• **YOUR GOAL**:
In the entries that follow, say how many lines contain the string "State". Give no other words.

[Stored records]
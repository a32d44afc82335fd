use axum::{
    Json,
    extract::State,
    http::StatusCode,
    response::{IntoResponse, Response},
};
use serde::{Deserialize, Serialize};
use std::sync::Arc;

use crate::app::AppContext;

/// Health check status
#[non_exhaustive]
#[derive(Debug, Clone, Serialize, Deserialize, PartialEq, Eq)]
#[serde(rename_all = "lowercase")]
pub enum HealthStatus {
    Healthy,
    Degraded,
    Unhealthy,
}

/// Health check result for a single component
#[derive(Debug, Clone, Serialize, Deserialize)]
pub struct ComponentHealth {
    pub name: String,
    pub status: HealthStatus,
    #[serde(skip_serializing_if = "Option::is_none")]
    pub message: Option<String>,
}

/// Overall health check response
#[derive(Debug, Clone, Serialize, Deserialize)]
pub struct HealthResponse {
    pub status: HealthStatus,
    pub checks: Vec<ComponentHealth>,
}

impl IntoResponse for HealthResponse {
    fn into_response(self) -> Response {
        let status_code = match self.status {
            HealthStatus::Healthy => StatusCode::OK,
            HealthStatus::Degraded => StatusCode::OK,
            HealthStatus::Unhealthy => StatusCode::SERVICE_UNAVAILABLE,
        };

        (status_code, Json(self)).into_response()
    }
}

/// Trait for implementing health checks
pub trait HealthCheck: Send + Sync {
    fn name(&self) -> &str;
    fn check(
        &self,
    ) -> std::pin::Pin<Box<dyn std::future::Future<Output = ComponentHealth> + Send + '_>>;
}

/// Basic health check that always returns healthy
#[derive(Debug, Clone, Copy, Default)]
pub struct BasicHealthCheck;

impl HealthCheck for BasicHealthCheck {
    fn name(&self) -> &str {
        "application"
    }

    fn check(
        &self,
    ) -> std::pin::Pin<Box<dyn std::future::Future<Output = ComponentHealth> + Send + '_>> {
        Box::pin(async {
            ComponentHealth {
                name: self.name().to_string(),
                status: HealthStatus::Healthy,
                message: Some("Application is running".to_string()),
            }
        })
    }
}

/// Reports whether deliveries can be verified.
///
/// A missing secret degrades the service rather than failing it, so the
/// process stays up and the provider keeps redelivering until it is set.
#[derive(Debug, Clone, Copy)]
pub struct WebhookSecretCheck {
    configured: bool,
}

impl WebhookSecretCheck {
    pub fn new(configured: bool) -> Self {
        Self { configured }
    }
}

impl HealthCheck for WebhookSecretCheck {
    fn name(&self) -> &str {
        "webhook_secret"
    }

    fn check(
        &self,
    ) -> std::pin::Pin<Box<dyn std::future::Future<Output = ComponentHealth> + Send + '_>> {
        Box::pin(async {
            let (status, message) = if self.configured {
                (HealthStatus::Healthy, "Signing secret configured")
            } else {
                (HealthStatus::Degraded, "Signing secret missing, deliveries are refused")
            };

            ComponentHealth {
                name: self.name().to_string(),
                status,
                message: Some(message.to_string()),
            }
        })
    }
}

/// Health check manager that runs all registered checks
pub struct HealthChecker {
    checks: Vec<Arc<dyn HealthCheck>>,
}

impl HealthChecker {
    pub fn new() -> Self {
        Self {
            checks: vec![Arc::new(BasicHealthCheck)],
        }
    }

    pub fn with_check(mut self, check: Arc<dyn HealthCheck>) -> Self {
        self.checks.push(check);
        self
    }

    pub async fn check_health(&self) -> HealthResponse {
        let mut checks = Vec::new();
        let mut overall_status = HealthStatus::Healthy;

        for check in &self.checks {
            let result = check.check().await;

            match result.status {
                HealthStatus::Unhealthy => overall_status = HealthStatus::Unhealthy,
                HealthStatus::Degraded if overall_status == HealthStatus::Healthy => {
                    overall_status = HealthStatus::Degraded
                }
                _ => {}
            }

            checks.push(result);
        }

        HealthResponse {
            status: overall_status,
            checks,
        }
    }
}

impl Default for HealthChecker {
    fn default() -> Self {
        Self::new()
    }
}

/// Handler for the health endpoint
pub async fn health_handler(State(ctx): State<AppContext>) -> HealthResponse {
    let checker = HealthChecker::new().with_check(Arc::new(WebhookSecretCheck::new(
        ctx.webhooks.is_configured(),
    )));
    checker.check_health().await
}
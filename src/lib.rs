//! identity-sync - keeps a user store in step with an identity provider
//!
//! The provider sends signed webhooks whenever a user is created, updated or
//! deleted. This crate verifies each delivery, decodes it into a typed event
//! and applies exactly one idempotent mutation to the user store through a
//! pluggable [`UserSyncGateway`].
//!
//! # Features
//!
//! - **Verification**: `whsec_` secrets, HMAC-SHA256 over `id.timestamp.body`,
//!   constant-time comparison and a replay window
//! - **Dispatch**: created/updated/deleted events mapped to upsert, partial
//!   patch and delete commands
//! - **Gateways**: an in-memory store and an HTTP mutation client
//! - **HTTP**: Axum router with request ids, tracing and a health check
//! - **Testing**: Alba-style request scenarios and a recording gateway
//!
//! # Quick Start
//!
//! ```rust,no_run
//! use std::sync::Arc;
//! use identity_sync::{App, AppContext, ConfigBuilder, InMemoryUserStore};
//!
//! #[tokio::main]
//! async fn main() -> anyhow::Result<()> {
//!     identity_sync::init_tracing();
//!
//!     let config = ConfigBuilder::new().from_env().build()?;
//!     let context = AppContext::builder()
//!         .with_webhook_config(&config.webhook)?
//!         .with_gateway(Arc::new(InMemoryUserStore::new()))
//!         .build()?;
//!
//!     App::new(config, context).serve().await?;
//!     Ok(())
//! }
//! ```

mod app;
mod config;
mod core;
mod error;
pub mod health;
mod http;
mod middleware;
pub mod testing;
pub mod utils;
pub mod webhooks;

// Re-exports for public API
pub use app::{AppContext, AppContextBuilder};
pub use config::{Config, ConfigBuilder, GatewayConfig, LoggingConfig, ServerConfig, WebhookConfig};
pub use crate::core::App;
pub use error::{ERROR_ID_HEADER, PROCESSED_BODY, Result, SyncError};
pub use health::{ComponentHealth, HealthCheck, HealthChecker, HealthStatus};
pub use http::RouteModule;
pub use middleware::REQUEST_ID_HEADER;
pub use webhooks::{
    DispatchOutcome, GatewayError, HttpMutationGateway, InMemoryUserStore, UserSyncGateway,
    WebhookModule, WebhookVerifier,
};

use std::sync::Arc;
use tracing_subscriber::{EnvFilter, layer::SubscriberExt, util::SubscriberInitExt};

/// Initialize tracing/logging with sensible defaults
///
/// This should be called early in your application, typically in main()
/// before creating the App.
///
/// # Environment Variables
///
/// - `RUST_LOG`: Set log level (e.g., "info", "debug", "identity_sync=debug")
/// - `IDENTITY_SYNC_LOG_JSON`: Set to "true" for JSON formatted logs
pub fn init_tracing() {
    let env_filter = EnvFilter::try_from_default_env().unwrap_or_else(|_| EnvFilter::new("info"));

    let json_logs = std::env::var("IDENTITY_SYNC_LOG_JSON")
        .map(|v| v.parse::<bool>().unwrap_or(false))
        .unwrap_or(false);

    if json_logs {
        tracing_subscriber::registry()
            .with(env_filter)
            .with(tracing_subscriber::fmt::layer().json())
            .init();
    } else {
        tracing_subscriber::registry()
            .with(env_filter)
            .with(tracing_subscriber::fmt::layer())
            .init();
    }
}

/// Initialize tracing with a custom configuration
pub fn init_tracing_with_config(config: &Config) {
    let env_filter = EnvFilter::new(&config.logging.level);

    if config.logging.json {
        tracing_subscriber::registry()
            .with(env_filter)
            .with(tracing_subscriber::fmt::layer().json())
            .init();
    } else {
        tracing_subscriber::registry()
            .with(env_filter)
            .with(tracing_subscriber::fmt::layer())
            .init();
    }
}

/// Pick the user store for `config`: the HTTP mutation gateway when a URL is
/// configured, otherwise a process-local in-memory store.
///
/// # Errors
///
/// Returns [`SyncError::Config`] if the gateway URL is invalid.
pub fn gateway_from_config(config: &GatewayConfig) -> Result<Arc<dyn UserSyncGateway>> {
    match HttpMutationGateway::from_config(config)? {
        Some(gateway) => {
            tracing::info!(endpoint = gateway.endpoint(), "Using HTTP mutation gateway");
            Ok(Arc::new(gateway))
        }
        None => {
            tracing::warn!("No gateway URL configured, users are kept in memory only");
            Ok(Arc::new(InMemoryUserStore::new()))
        }
    }
}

• **WRITTEN ANSWER**:
2